During these weeks of trying to keep to deadlines, juggling credit cards, and making sure everything was just right on the days when everything needed to be just right, I never had a chance to stop and notice that I had lost track of time, and therefore lost track of myself. It’s a familiar feeling in this eat-pizza-in-the-cab-on-the-way-to-a-meeting culture — that anxious bug that drives people to incessantly jab at elevator buttons or huff and puff when caught behind a slow-moving person on the subway stairs. In overscheduled times, we lose sight of the reasons why we’re here to begin with, and life becomes strikingly less pleasurable. But I was thankfully reminded during a few special, almost imperceptible moments.

One was Christmas Eve, when I took a break from my eight-hour wrapping marathon to bring some ice cream over to Rachael’s, whose family had abandoned her for the holiday. We passed into the morning hours grateful for the mid-winter quiet, the lull in the action, filled with creamy chocolate and strawberries.

The second was Christmas day, when none of us wanted to ruin our glorious post-unwrapping sloth by cooking so we ordered in Chinese food and watched Miracle on 34th Street a couple times while we played with our toys.

The last was on New Year’s Eve, when Darcy rejected the standard drunken ear-splitting nonsense for a night of movies, porterhouse steaks (grilled out on the deck, of course), mac and cheese, broccoli casserole, and a warming bottle of celebratory red. We stuffed ourselves and ignored the phones and knew that it would all pick up again in the morning, but for now it was quiet, and we were sleepy and content.

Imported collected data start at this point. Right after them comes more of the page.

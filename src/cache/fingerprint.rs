//! Build fingerprints
//!
//! A fingerprint is the SHA-512 digest of the canonical JSON form of the
//! build arguments. Struct fields serialize in declaration order, so equal
//! arguments always give equal text.

use serde::Serialize;
use sha2::{Digest, Sha512};
use std::fmt;

/// Hex digest identifying one set of build arguments
#[derive(Debug, Clone, PartialEq, Eq, Hash)]
pub struct Fingerprint(String);

impl Fingerprint {
    /// Fingerprint any serializable argument set
    ///
    /// # Errors
    ///
    /// Returns an error if `args` cannot be serialized to JSON (e.g. a map
    /// with non-string keys).
    pub fn of<T: Serialize>(args: &T) -> serde_json::Result<Self> {
        let canonical = serde_json::to_vec(args)?;
        let digest = Sha512::digest(&canonical);
        Ok(Self(format!("{digest:x}")))
    }

    #[must_use]
    pub fn as_str(&self) -> &str {
        &self.0
    }
}

impl fmt::Display for Fingerprint {
    fn fmt(&self, f: &mut fmt::Formatter<'_>) -> fmt::Result {
        f.write_str(&self.0)
    }
}

#[cfg(test)]
#[allow(clippy::unwrap_used, reason = "Tests can panic")]
mod tests {
    use super::*;

    #[derive(Serialize)]
    struct Args {
        name: &'static str,
        macros: Vec<(&'static str, Option<&'static str>)>,
    }

    #[test]
    fn equal_args_equal_fingerprints() {
        let a = Args {
            name: "core",
            macros: vec![("NDEBUG", None)],
        };
        let b = Args {
            name: "core",
            macros: vec![("NDEBUG", None)],
        };
        assert_eq!(Fingerprint::of(&a).unwrap(), Fingerprint::of(&b).unwrap());
    }

    #[test]
    fn any_change_changes_fingerprint() {
        let base = Fingerprint::of(&Args {
            name: "core",
            macros: vec![],
        })
        .unwrap();
        let renamed = Fingerprint::of(&Args {
            name: "core2",
            macros: vec![],
        })
        .unwrap();
        let with_macro = Fingerprint::of(&Args {
            name: "core",
            macros: vec![("FAST", Some("1"))],
        })
        .unwrap();

        assert_ne!(base, renamed);
        assert_ne!(base, with_macro);
    }

    #[test]
    fn digest_is_sha512_hex() {
        let fingerprint = Fingerprint::of(&"x").unwrap();
        assert_eq!(fingerprint.as_str().len(), 128);
        assert!(fingerprint.as_str().chars().all(|c| c.is_ascii_hexdigit()));
    }
}
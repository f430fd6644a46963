//! GCC-compatible C++ toolchain
//!
//! Compiles each unit to an object and links every object into a shared
//! library, the equivalent of:
//! ```bash
//! c++ -c a.cpp -o obj/a.cpp.o -fPIC -I... -D...
//! c++ -shared -o core.so obj/a.cpp.o ... -L... -l...
//! ```
//!
//! Shared libraries built this way export every default-visibility symbol,
//! so the request's export list is written to the log rather than passed
//! to the linker. A `-fvisibility=hidden` in `CXXFLAGS` still leaves the
//! init routine exported, since `PyMODINIT_FUNC` sets its visibility.

use super::types::{CompileRequest, CompileUnit, ToolchainReport};
use super::Toolchain;
use crate::host::{self, HostPaths};
use anyhow::{Context, Result};
use std::ffi::OsString;
use std::fmt::Write as _;
use std::fs;
use std::io;
use std::path::Path;
use std::process::{Command, ExitStatus};
use std::time::Instant;

/// Compiler used when neither `CXX` nor the config names one
#[must_use]
pub fn default_compiler() -> String {
    "c++".to_string()
}

/// Everything about the environment a compile depends on.
///
/// Built once and applied to each spawned command; the parent process
/// environment is never touched.
#[derive(Debug, Clone, Default, PartialEq, Eq)]
pub struct CompileEnv {
    pub compiler: String,
    /// Extra flags for every compile step
    pub cxxflags: Vec<String>,
    /// Extra flags for the link step
    pub ldflags: Vec<String>,
    /// Environment variables set on every spawned command
    pub vars: Vec<(String, String)>,
    pub host: HostPaths,
}

impl CompileEnv {
    /// Bare environment for `compiler`, with no host paths or extra flags
    #[must_use]
    pub fn new(compiler: impl Into<String>) -> Self {
        Self {
            compiler: compiler.into(),
            ..Self::default()
        }
    }

    /// Read `CXXFLAGS`/`LDFLAGS` and query the host runtime.
    ///
    /// `compiler` overrides the default compiler name.
    #[must_use]
    pub fn detect(compiler: Option<String>) -> Self {
        Self {
            compiler: compiler.unwrap_or_else(default_compiler),
            cxxflags: crate::env_vars::cxxflags(),
            ldflags: crate::env_vars::ldflags(),
            vars: Vec::new(),
            host: host::host_paths().clone(),
        }
    }

    #[must_use]
    pub fn with_var(mut self, key: impl Into<String>, value: impl Into<String>) -> Self {
        self.vars.push((key.into(), value.into()));
        self
    }

    #[must_use]
    pub fn with_host(mut self, host: HostPaths) -> Self {
        self.host = host;
        self
    }

    fn command(&self) -> Command {
        let mut cmd = Command::new(&self.compiler);
        cmd.envs(self.vars.iter().map(|(key, value)| (key, value)));
        cmd
    }
}

/// Toolchain driving a GCC-compatible compiler driver
#[derive(Debug, Clone)]
pub struct CcToolchain {
    env: CompileEnv,
}

impl CcToolchain {
    #[must_use]
    pub const fn new(env: CompileEnv) -> Self {
        Self { env }
    }

    #[must_use]
    pub const fn env(&self) -> &CompileEnv {
        &self.env
    }

    /// Arguments for compiling one unit
    #[must_use]
    pub fn compile_args(&self, request: &CompileRequest, unit: &CompileUnit) -> Vec<OsString> {
        let mut args: Vec<OsString> = vec![
            "-c".into(),
            unit.source.clone().into(),
            "-o".into(),
            unit.object.clone().into(),
        ];
        if !cfg!(windows) {
            args.push("-fPIC".into());
        }

        for dir in unit
            .include_dirs
            .iter()
            .chain(&request.include_dirs)
            .chain(&self.env.host.include_dirs)
        {
            args.push(prefixed("-I", dir));
        }
        args.extend(request.macros.iter().map(|m| OsString::from(m.flag())));
        args.extend(self.env.cxxflags.iter().map(OsString::from));
        args
    }

    /// Arguments for linking every object into the artifact
    #[must_use]
    pub fn link_args(&self, request: &CompileRequest) -> Vec<OsString> {
        let mut args: Vec<OsString> = vec![
            "-shared".into(),
            "-o".into(),
            request.output.clone().into(),
        ];
        args.extend(request.objects.iter().map(|object| object.clone().into_os_string()));

        if cfg!(target_os = "macos") {
            args.extend(["-undefined".into(), "dynamic_lookup".into()]);
        }

        for dir in request.library_dirs.iter().chain(&self.env.host.library_dirs) {
            args.push(prefixed("-L", dir));
        }
        for library in request.libraries.iter().chain(&self.env.host.libraries) {
            args.push(format!("-l{library}").into());
        }
        args.extend(self.env.ldflags.iter().map(OsString::from));
        args
    }

    fn failure(&self, request: &CompileRequest, status: ExitStatus) -> String {
        format!(
            "{} failed for {} with exit code: {}",
            self.env.compiler,
            request.module,
            status
                .code()
                .map_or_else(|| "unknown".to_string(), |c| c.to_string())
        )
    }
}

impl Toolchain for CcToolchain {
    fn identity(&self) -> String {
        let env = &self.env;
        format!(
            "{} cxxflags={:?} ldflags={:?} vars={:?} host={:?}",
            env.compiler, env.cxxflags, env.ldflags, env.vars, env.host
        )
    }

    fn build(&self, request: &CompileRequest) -> Result<ToolchainReport> {
        let start_time = Instant::now();
        let mut output = String::new();
        let mut compiled = 0;

        for unit in &request.units {
            if let Some(parent) = unit.object.parent() {
                fs::create_dir_all(parent).with_context(|| {
                    format!("Failed to create object directory {}", parent.display())
                })?;
            }

            let mut cmd = self.env.command();
            cmd.args(self.compile_args(request, unit));
            crate::debug!("Compiling {}", unit.source.display());

            let status = run(&mut cmd, &mut output)
                .with_context(|| format!("Failed to run {}", self.env.compiler))?;
            if !status.success() {
                return Ok(ToolchainReport::failure(
                    request.module.clone(),
                    start_time.elapsed(),
                    self.failure(request, status),
                    output,
                    compiled,
                ));
            }
            compiled += 1;
        }

        if let Some(parent) = request.output.parent().filter(|p| !p.as_os_str().is_empty()) {
            fs::create_dir_all(parent).with_context(|| {
                format!("Failed to create output directory {}", parent.display())
            })?;
        }

        let _ = writeln!(
            output,
            "# exports (default visibility): {}",
            request.exports.join(", ")
        );
        let mut cmd = self.env.command();
        cmd.args(self.link_args(request));
        crate::debug!("Linking {}", request.output.display());

        let status = run(&mut cmd, &mut output)
            .with_context(|| format!("Failed to run {}", self.env.compiler))?;
        if !status.success() {
            return Ok(ToolchainReport::failure(
                request.module.clone(),
                start_time.elapsed(),
                self.failure(request, status),
                output,
                compiled,
            ));
        }

        Ok(ToolchainReport::success(
            request.module.clone(),
            start_time.elapsed(),
            output,
            compiled,
        ))
    }
}

fn prefixed(flag: &str, path: &Path) -> OsString {
    let mut arg = OsString::from(flag);
    arg.push(path);
    arg
}

/// Run `cmd`, appending the invocation and everything it printed to `output`
fn run(cmd: &mut Command, output: &mut String) -> io::Result<ExitStatus> {
    let _ = write!(output, "$ {}", cmd.get_program().to_string_lossy());
    for arg in cmd.get_args() {
        let _ = write!(output, " {}", arg.to_string_lossy());
    }
    output.push('\n');

    let result = cmd.output()?;
    output.push_str(&String::from_utf8_lossy(&result.stdout));
    output.push_str(&String::from_utf8_lossy(&result.stderr));
    Ok(result.status)
}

Somehow, after all these years, I still manage to learn new lessons about food every once in a while, and these past weeks I came to understand its unique restorative power. Though I felt lost amid the schedule-keeping, during those three occasions — with loved ones and a full belly — I was whole again.

My first thought upon coming back to reality this week was simple: gratitude. We live in a ridiculous city. It’s too big for itself. It’s too noisy. Its rhythms are often hard to predict. But it is and always has been a community — a real one with its own unique culture which all of us, regardless of where we’re from, are tenaciously proud of. In the week between my third Thanksgiving and the beginning of Christmas weekend, the city flared up in a blaze of shopping, then quickly slowed to the pace of the sleepy New England towns I partially grew up in. In the week leading up to New Year’s Day the streets were empty — most of us were away, the restaurants closed early, the bars hosted a handful of usuals, the lunch counters were sparsely populated at even the busiest times, and those of us still here huddled a bit closer, a bit more aware of each other. And then this week, everything exploded into the familiar cacophony once again.

I saw that this city breathes, just like every other city, town, and village in the world. We’re tied to one another, and we do keep a schedule. And the spots along all of the streets that make up the collective Main Street in our oversized Bedford Falls are our meeting places, our living rooms. In other words, New York offers us all many places and many different ways to gather around the fire after a long day at work and eat and tell our stories and laugh and be human once more. This is something I hope we can all appreciate in some way, at some point, during this next year.

And we’ll be right here if you ever need a gentle reminder.